Knowledge Distillation of DNABERT for Prediction of Genomic Elements

University essay from KTH/Skolan för kemi, bioteknologi och hälsa (CBH)

Abstract: Understanding the information encoded in the human genome and the influence of each part of the DNA sequence is a fundamental problem of our society that can be key to unveil the mechanism of common diseases. With the latest technological developments in the genomics field, many research institutes have the tools to collect massive amounts of genomic data. Nevertheless, there is a lack of tools that can be used to process and analyse these datasets in a biologically reliable and efficient manner. Many deep learning solutions have been proposed to solve current genomic tasks, but most of the times the main research interest is in the underlying biological mechanisms rather than high scores of the predictive metrics themselves. Recently, state-of-the-art in deep learning has shifted towards large transformer models, which use an attention mechanism that can be leveraged for interpretability. The main drawbacks of these large models is that they require a lot of memory space and have high inference time, which may make their use unfeasible in practical applications. In this work, we test the appropriateness of knowledge distillation to obtain more usable and equally performing models that genomic researchers can easily fine-tune to solve their scientific problems. DNABERT, a transformer model pre-trained on DNA data, is distilled following two strategies: DistilBERT and MiniLM. Four student models with different sizes are obtained and fine-tuned for promoter identification.

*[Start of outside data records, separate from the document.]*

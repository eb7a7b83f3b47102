//! UUID helpers.
//!
//! Task ids are UUIDv7 (time-ordered, opaque to callers). Extracted unit ids
//! are UUIDv5 so that re-parsing the same cached result yields the same ids.

use uuid::Uuid;

/// Generate a new UUIDv7 identifier.
///
/// # Example
///
/// ```
/// use saga_core::uuid_utils::new_v7;
///
/// let a = new_v7();
/// let b = new_v7();
/// assert_ne!(a, b);
/// ```
#[inline]
pub fn new_v7() -> Uuid {
    Uuid::now_v7()
}

/// Derive the id of the `index`-th unit extracted from `parent_unit_id`
/// under `content_hash`.
///
/// Pure function of its inputs: the same analysis always yields the same ids.
///
/// ```
/// use saga_core::uuid_utils::unit_id_for;
/// use uuid::Uuid;
///
/// let parent = Uuid::new_v4();
/// assert_eq!(unit_id_for(parent, "abc", 0), unit_id_for(parent, "abc", 0));
/// assert_ne!(unit_id_for(parent, "abc", 0), unit_id_for(parent, "abc", 1));
/// ```
pub fn unit_id_for(parent_unit_id: Uuid, content_hash: &str, index: usize) -> Uuid {
    let name = format!("{}:{}", content_hash, index);
    Uuid::new_v5(&parent_unit_id, name.as_bytes())
}

/// Cache key under which scope-wide analyses of `scope_id` are stored.
///
/// Kept apart from the scope id itself so it cannot collide with a member
/// unit's own cache entries.
pub fn scope_cache_id(scope_id: Uuid) -> Uuid {
    Uuid::new_v5(&scope_id, b"scope-analysis")
}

They are evaluated in three key aspects: classification performance, usability and biological relevance of the predictions. The latter is assessed by visually inspecting the attention maps of TATA-promoter predictions, which are expected to have a peak of attention at the well-known TATA motif present in these sequences. Results show that is indeed possible to obtain significantly smaller models that are equally performant in the promoter identification task without any major differences between the two techniques tested. The smallest distilled model experiences less than 1% decrease in all performance metrics evaluated (accuracy, F1 score and Matthews Correlation Coefficient) and an increase in the inference speed by 7.3x, while only having 15% of the parameters of DNABERT. The attention maps for the student models show that they successfully learn to mimic the general understanding of the DNA that DNABERT possesses.